# Requirement
For this exercise, reproduce the entries below exactly, but only from the line containing "#[derive(Debug)]" through the line containing "impl std::error::Error for", both included.
-- Data records follows --
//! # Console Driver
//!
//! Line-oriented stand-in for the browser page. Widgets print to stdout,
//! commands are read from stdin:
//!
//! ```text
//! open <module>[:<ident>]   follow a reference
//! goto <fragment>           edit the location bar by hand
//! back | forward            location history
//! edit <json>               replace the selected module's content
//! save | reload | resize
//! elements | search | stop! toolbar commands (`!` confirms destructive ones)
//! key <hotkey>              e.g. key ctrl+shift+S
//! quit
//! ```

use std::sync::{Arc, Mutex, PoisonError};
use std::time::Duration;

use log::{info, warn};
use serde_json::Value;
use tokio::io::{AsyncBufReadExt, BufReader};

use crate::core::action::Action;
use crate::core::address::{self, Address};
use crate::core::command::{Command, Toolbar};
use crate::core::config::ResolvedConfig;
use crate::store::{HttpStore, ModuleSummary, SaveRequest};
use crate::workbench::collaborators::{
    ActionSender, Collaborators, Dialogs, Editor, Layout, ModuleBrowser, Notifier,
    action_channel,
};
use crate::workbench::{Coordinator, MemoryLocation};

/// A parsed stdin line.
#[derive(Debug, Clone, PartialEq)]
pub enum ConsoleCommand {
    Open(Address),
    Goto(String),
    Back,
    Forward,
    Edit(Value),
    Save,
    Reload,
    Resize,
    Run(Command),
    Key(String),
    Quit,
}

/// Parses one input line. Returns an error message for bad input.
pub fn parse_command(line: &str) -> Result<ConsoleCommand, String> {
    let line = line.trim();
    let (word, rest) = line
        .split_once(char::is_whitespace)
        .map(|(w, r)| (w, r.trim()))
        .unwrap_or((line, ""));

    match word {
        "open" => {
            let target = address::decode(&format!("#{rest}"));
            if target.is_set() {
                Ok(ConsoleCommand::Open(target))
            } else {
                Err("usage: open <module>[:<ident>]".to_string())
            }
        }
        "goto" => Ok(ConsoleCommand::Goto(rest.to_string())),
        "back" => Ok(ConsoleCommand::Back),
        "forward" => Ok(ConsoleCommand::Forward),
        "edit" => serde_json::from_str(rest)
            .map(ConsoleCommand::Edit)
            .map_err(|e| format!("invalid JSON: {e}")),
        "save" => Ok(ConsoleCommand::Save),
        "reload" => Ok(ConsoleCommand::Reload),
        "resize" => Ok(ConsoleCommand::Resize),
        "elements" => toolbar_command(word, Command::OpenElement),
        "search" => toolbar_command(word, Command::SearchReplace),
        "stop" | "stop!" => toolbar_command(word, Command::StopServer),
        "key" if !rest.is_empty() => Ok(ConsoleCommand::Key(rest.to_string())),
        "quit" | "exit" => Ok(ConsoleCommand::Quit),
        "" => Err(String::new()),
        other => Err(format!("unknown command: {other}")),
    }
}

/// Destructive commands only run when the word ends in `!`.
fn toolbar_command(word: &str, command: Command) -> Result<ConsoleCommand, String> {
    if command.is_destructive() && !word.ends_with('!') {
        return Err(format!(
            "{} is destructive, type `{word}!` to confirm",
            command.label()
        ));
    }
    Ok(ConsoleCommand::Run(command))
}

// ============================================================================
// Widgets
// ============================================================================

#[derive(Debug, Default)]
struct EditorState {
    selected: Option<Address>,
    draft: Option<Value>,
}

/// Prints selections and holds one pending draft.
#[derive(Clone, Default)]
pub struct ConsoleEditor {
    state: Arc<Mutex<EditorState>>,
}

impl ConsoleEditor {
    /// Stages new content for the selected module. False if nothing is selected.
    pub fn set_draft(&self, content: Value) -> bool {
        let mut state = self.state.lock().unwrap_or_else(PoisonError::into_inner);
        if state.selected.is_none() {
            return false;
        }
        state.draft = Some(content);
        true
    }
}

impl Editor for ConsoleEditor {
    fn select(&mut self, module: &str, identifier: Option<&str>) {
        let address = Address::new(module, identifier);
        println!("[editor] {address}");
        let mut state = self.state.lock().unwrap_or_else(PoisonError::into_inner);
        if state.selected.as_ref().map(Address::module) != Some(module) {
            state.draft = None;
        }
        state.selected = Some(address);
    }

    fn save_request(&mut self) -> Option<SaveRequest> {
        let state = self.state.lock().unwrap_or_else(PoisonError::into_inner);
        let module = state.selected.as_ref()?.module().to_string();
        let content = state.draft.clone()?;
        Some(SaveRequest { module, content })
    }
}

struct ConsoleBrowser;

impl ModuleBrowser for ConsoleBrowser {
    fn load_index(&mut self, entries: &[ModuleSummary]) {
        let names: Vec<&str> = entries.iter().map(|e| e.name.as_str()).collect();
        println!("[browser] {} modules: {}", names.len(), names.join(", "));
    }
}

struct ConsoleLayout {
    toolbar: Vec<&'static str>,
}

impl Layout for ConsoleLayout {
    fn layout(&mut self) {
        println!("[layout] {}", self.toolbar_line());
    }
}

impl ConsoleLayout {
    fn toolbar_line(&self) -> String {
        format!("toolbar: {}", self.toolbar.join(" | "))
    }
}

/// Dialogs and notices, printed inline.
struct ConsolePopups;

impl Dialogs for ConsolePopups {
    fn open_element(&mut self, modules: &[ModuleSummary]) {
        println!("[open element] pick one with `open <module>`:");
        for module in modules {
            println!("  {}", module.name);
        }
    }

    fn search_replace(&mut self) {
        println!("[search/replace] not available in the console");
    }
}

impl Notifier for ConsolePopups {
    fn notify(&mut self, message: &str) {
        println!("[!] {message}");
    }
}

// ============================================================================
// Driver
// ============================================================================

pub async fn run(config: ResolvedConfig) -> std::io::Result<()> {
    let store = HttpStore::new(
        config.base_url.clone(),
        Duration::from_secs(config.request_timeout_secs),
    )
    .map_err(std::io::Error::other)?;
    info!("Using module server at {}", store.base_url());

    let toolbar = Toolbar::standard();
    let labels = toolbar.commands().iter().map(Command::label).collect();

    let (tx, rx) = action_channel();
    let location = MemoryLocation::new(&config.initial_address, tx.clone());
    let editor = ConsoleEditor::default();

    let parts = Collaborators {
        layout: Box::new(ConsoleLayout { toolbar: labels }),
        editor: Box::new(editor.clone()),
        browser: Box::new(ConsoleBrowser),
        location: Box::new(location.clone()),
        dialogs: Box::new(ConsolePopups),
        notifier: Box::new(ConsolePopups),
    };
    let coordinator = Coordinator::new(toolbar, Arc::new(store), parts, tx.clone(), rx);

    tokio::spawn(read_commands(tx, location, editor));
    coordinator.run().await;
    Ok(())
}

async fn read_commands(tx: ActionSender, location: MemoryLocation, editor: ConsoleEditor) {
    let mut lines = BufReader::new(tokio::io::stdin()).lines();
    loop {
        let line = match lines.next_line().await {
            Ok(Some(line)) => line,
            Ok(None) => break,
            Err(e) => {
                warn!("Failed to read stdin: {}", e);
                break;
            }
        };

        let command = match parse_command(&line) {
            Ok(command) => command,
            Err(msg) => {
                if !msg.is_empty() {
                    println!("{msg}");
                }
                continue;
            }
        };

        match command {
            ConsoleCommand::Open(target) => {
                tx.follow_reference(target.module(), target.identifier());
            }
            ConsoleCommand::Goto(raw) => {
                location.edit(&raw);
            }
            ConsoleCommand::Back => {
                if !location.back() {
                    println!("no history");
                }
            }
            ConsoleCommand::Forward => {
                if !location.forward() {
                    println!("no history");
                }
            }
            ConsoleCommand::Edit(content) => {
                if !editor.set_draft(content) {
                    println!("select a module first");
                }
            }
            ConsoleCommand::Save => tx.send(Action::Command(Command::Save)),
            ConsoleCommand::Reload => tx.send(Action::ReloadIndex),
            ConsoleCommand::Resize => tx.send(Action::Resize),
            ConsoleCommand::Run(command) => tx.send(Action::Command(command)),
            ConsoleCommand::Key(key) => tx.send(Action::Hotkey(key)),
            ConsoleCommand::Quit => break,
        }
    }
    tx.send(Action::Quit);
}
-- Data records concluded --
-- Data records follows --
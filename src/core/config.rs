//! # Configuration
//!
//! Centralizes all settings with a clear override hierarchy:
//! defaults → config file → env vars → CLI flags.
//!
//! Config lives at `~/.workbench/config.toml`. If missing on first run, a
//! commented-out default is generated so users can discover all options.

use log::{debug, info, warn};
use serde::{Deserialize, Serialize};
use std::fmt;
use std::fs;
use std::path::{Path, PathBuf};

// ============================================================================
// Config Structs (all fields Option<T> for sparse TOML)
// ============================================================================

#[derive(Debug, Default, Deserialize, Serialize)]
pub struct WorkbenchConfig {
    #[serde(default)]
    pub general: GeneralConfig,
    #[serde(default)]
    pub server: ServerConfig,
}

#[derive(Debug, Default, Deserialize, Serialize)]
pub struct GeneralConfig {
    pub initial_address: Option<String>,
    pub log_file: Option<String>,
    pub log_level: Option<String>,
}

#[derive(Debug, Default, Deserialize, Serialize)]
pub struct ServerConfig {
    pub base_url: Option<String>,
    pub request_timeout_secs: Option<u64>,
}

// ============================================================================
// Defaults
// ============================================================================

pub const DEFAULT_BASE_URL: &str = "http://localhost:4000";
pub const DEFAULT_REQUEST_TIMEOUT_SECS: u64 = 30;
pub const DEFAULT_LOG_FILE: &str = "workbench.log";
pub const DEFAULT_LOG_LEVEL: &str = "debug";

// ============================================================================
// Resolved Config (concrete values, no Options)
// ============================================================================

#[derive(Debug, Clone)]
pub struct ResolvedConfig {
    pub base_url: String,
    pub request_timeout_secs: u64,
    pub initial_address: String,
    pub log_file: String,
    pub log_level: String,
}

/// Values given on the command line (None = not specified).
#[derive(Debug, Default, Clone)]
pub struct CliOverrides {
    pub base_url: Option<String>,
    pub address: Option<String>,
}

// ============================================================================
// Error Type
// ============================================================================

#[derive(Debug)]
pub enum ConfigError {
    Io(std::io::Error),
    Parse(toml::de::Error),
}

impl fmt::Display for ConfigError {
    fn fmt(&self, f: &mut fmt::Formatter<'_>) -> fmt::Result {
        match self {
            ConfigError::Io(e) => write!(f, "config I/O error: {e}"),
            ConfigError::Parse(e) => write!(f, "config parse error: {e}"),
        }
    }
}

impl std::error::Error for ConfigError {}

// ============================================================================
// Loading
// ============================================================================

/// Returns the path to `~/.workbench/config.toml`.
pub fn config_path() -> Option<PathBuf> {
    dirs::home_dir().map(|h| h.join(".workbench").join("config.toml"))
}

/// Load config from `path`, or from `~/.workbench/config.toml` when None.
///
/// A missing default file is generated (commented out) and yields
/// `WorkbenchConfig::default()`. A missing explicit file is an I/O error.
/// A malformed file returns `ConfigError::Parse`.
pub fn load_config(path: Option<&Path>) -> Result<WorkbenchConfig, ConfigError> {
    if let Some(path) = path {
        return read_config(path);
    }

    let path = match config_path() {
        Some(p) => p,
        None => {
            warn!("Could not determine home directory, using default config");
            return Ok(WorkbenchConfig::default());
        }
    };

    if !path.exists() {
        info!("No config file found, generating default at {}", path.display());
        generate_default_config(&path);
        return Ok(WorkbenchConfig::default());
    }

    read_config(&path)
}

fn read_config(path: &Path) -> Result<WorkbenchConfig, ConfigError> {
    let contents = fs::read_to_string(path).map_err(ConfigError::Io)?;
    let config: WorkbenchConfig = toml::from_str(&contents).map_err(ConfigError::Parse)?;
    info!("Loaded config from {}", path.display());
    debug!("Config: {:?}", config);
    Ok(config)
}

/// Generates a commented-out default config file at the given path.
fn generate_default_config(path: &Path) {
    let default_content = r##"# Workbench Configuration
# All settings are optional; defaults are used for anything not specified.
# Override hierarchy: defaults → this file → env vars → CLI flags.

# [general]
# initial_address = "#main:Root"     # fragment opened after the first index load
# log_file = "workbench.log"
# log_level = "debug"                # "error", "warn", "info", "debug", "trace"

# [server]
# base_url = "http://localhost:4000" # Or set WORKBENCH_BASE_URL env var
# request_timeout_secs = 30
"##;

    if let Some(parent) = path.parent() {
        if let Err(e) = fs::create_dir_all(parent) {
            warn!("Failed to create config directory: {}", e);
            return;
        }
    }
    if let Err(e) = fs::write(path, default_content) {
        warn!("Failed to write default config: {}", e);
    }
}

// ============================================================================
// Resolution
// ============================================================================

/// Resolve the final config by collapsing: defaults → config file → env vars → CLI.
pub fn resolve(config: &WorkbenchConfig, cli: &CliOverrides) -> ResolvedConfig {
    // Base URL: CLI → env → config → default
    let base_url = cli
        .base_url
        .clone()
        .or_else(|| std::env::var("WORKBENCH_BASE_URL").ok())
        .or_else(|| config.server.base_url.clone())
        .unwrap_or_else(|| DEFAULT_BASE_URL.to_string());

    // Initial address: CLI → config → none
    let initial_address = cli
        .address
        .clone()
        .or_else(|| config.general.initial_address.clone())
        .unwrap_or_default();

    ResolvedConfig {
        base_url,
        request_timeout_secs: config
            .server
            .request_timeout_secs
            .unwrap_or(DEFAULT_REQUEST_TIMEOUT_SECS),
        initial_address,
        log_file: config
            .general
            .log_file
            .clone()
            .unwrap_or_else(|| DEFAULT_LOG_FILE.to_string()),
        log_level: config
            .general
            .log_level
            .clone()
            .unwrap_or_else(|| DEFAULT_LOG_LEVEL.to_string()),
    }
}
-- Data records concluded --
-- Data records follows --
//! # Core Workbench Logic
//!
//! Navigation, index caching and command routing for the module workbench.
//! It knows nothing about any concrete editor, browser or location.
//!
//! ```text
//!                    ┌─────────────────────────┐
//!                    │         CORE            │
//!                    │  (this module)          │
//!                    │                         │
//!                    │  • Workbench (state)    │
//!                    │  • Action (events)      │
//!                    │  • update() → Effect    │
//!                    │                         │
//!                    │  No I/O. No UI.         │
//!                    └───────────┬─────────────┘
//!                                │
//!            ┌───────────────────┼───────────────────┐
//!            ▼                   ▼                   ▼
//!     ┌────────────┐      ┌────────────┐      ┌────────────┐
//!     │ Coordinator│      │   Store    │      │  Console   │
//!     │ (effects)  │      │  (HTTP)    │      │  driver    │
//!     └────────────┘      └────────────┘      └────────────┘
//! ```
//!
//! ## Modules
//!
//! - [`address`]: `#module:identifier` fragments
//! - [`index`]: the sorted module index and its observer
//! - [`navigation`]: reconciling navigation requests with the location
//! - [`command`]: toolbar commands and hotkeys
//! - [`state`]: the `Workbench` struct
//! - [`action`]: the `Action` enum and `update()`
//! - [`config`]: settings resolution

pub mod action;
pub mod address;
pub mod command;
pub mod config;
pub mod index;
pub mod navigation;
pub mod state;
-- Data records concluded --
# Output below
#[derive(Debug)]
pub enum ConfigError {
    Io(std::io::Error),
    Parse(toml::de::Error),
}

impl fmt::Display for ConfigError {
    fn fmt(&self, f: &mut fmt::Formatter<'_>) -> fmt::Result {
        match self {
            ConfigError::Io(e) => write!(f, "config I/O error: {e}"),
            ConfigError::Parse(e) => write!(f, "config parse error: {e}"),
        }
    }
}

impl std::error::Error for ConfigError {}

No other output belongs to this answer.